5 thoughts on “Fun with Axis / SOAP, Java and Calendar”

  1. A few things to consider if you want to answer the question at the end of the article:

    The following time zones are used by the different calendar and formatter objects in the example:

    calendar : EST
    zulu : EST
    formatter : EST
    deserial : EST then GMT

    Calendar.getTime() returns a Date object which represents an instant in time.
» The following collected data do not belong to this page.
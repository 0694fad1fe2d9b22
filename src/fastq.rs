//src/fastq.rs

use crate::error::Result;
use crate::scanner::RowScanner;
use crate::types::{ArchiveMember, Verdict};

pub const FASTQ_PREFIX: &str = "NOT IN FASTQ FORMAT";

pub const HEADER_MESSAGE: &str = "NOT IN FASTQ FORMAT: FILE MUST START WITH '@'";

// Existing clients match on this exact text, which names line 4 although
// the separator is line 3 of the record.
pub const SEPARATOR_MESSAGE: &str = "NOT IN FASTQ FORMAT: Line 4 MUST START WITH '+'";

pub const ALPHABET_MESSAGE: &str = "NOT IN FASTQ FORMAT: LINE 2 MUST ONLY CONTAIN A,C,G,T, OR N";

const HEADER_LINE: usize = 1;
const SEQUENCE_LINE: usize = 2;
const SEPARATOR_LINE: usize = 3;

/// Nucleotide codes accepted on the sequence line (case-sensitive).
pub fn is_sequence_base(b: u8) -> bool {
    matches!(b, b'A' | b'C' | b'G' | b'T' | b'N')
}

/// Smoke-test the first FASTQ record of a member.
///
/// Only the header, sequence and separator lines of the first record are
/// read; later records and the quality line are not inspected.
pub fn validate_fastq(member: &ArchiveMember) -> Result<Verdict> {
    let scanner = RowScanner::new(&member.path);

    if scanner.first_char(HEADER_LINE)? != Some('@') {
        log::info!("{}: {}", member.name(), HEADER_MESSAGE);
        return Ok(Verdict::invalid(member, HEADER_MESSAGE));
    }

    if scanner.first_char(SEPARATOR_LINE)? != Some('+') {
        log::info!("{}: {}", member.name(), SEPARATOR_MESSAGE);
        return Ok(Verdict::invalid(member, SEPARATOR_MESSAGE));
    }

    // A missing sequence line has no foreign bases.
    let bases_ok = scanner
        .line_all(SEQUENCE_LINE, is_sequence_base)?
        .unwrap_or(true);
    if !bases_ok {
        log::info!("{}: {}", member.name(), ALPHABET_MESSAGE);
        return Ok(Verdict::invalid(member, ALPHABET_MESSAGE));
    }

    log::info!("{}: fastq is in proper format", member.name());
    Ok(Verdict::valid(member))
}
You can change the timezone of the calendar to whatevr you want but getTime will always return the same Date value.

    The values that the formatter substitutes into the format pattern are calculated using the formatter’s own time zone, which never changes from EST in the example.

    To finish up I have three questions of my own to to pose :

    Why does the content of the format string end in /’Z’/ and not /Z/?
    Why is the format string called “utcformat”?
    Did you think that the serilased dateTime sent across the wire (line 5 of the example) was in UTC?

    (Hint: I’m really asking the same question 3 times…)

  2. Be careful when playing with SimpleDateFormat, its not thread safe and could cuase you real problems.

    My solution is to wrap the implementation and use the wrapper object (With synchronized method calls) to ensure thread safey.

    Google it for more info..

  3. “why does the HOUR property of the Calendar object reflect UTC time (ie: 11:30pm) while the formatted time reflects EST time (7:30pm)?”

    I think SimpleDateFormat class uses system default locale to format input calendar. Calendar instance _may_ use any locale it wish, but formatter always use own locale setting.

    Most likely your clients were run in EST system locale machine.

    If you want explicitly use given locale, you must give it to Calendar instance _AND_ formatter instance.